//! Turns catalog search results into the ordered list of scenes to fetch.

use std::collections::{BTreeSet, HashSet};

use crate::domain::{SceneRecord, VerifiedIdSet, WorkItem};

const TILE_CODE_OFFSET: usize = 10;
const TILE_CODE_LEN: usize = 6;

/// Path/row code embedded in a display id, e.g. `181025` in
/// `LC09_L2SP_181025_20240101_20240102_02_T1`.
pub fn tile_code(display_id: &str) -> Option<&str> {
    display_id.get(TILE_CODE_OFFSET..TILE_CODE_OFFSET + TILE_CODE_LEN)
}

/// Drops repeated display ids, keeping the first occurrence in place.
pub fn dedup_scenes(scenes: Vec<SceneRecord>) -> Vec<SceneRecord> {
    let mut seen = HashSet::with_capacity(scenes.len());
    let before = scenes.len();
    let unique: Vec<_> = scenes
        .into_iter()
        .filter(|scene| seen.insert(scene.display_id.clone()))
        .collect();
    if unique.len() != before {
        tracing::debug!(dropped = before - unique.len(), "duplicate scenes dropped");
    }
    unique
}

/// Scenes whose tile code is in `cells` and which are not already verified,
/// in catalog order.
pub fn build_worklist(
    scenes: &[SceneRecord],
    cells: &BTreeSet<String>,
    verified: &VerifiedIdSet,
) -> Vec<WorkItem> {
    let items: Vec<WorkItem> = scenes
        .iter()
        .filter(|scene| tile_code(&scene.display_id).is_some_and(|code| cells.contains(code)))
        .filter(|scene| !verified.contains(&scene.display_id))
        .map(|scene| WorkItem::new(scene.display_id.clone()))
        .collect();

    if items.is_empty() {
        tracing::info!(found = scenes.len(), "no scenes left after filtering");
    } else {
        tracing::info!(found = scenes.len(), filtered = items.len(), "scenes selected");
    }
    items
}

__Aim of the exercise__. Your answer must be an exact transcription of all the data above.

__Result of this exercise__.
//! Turns catalog search results into the ordered list of scenes to fetch.

use std::collections::{BTreeSet, HashSet};

use crate::domain::{SceneRecord, VerifiedIdSet, WorkItem};

const TILE_CODE_OFFSET: usize = 10;
const TILE_CODE_LEN: usize = 6;

/// Path/row code embedded in a display id, e.g. `181025` in
/// `LC09_L2SP_181025_20240101_20240102_02_T1`.
pub fn tile_code(display_id: &str) -> Option<&str> {
    display_id.get(TILE_CODE_OFFSET..TILE_CODE_OFFSET + TILE_CODE_LEN)
}

/// Drops repeated display ids, keeping the first occurrence in place.
pub fn dedup_scenes(scenes: Vec<SceneRecord>) -> Vec<SceneRecord> {
    let mut seen = HashSet::with_capacity(scenes.len());
    let before = scenes.len();
    let unique: Vec<_> = scenes
        .into_iter()
        .filter(|scene| seen.insert(scene.display_id.clone()))
        .collect();
    if unique.len() != before {
        tracing::debug!(dropped = before - unique.len(), "duplicate scenes dropped");
    }
    unique
}

/// Scenes whose tile code is in `cells` and which are not already verified,
/// in catalog order.
pub fn build_worklist(
    scenes: &[SceneRecord],
    cells: &BTreeSet<String>,
    verified: &VerifiedIdSet,
) -> Vec<WorkItem> {
    let items: Vec<WorkItem> = scenes
        .iter()
        .filter(|scene| tile_code(&scene.display_id).is_some_and(|code| cells.contains(code)))
        .filter(|scene| !verified.contains(&scene.display_id))
        .map(|scene| WorkItem::new(scene.display_id.clone()))
        .collect();

    if items.is_empty() {
        tracing::info!(found = scenes.len(), "no scenes left after filtering");
    } else {
        tracing::info!(found = scenes.len(), filtered = items.len(), "scenes selected");
    }
    items
}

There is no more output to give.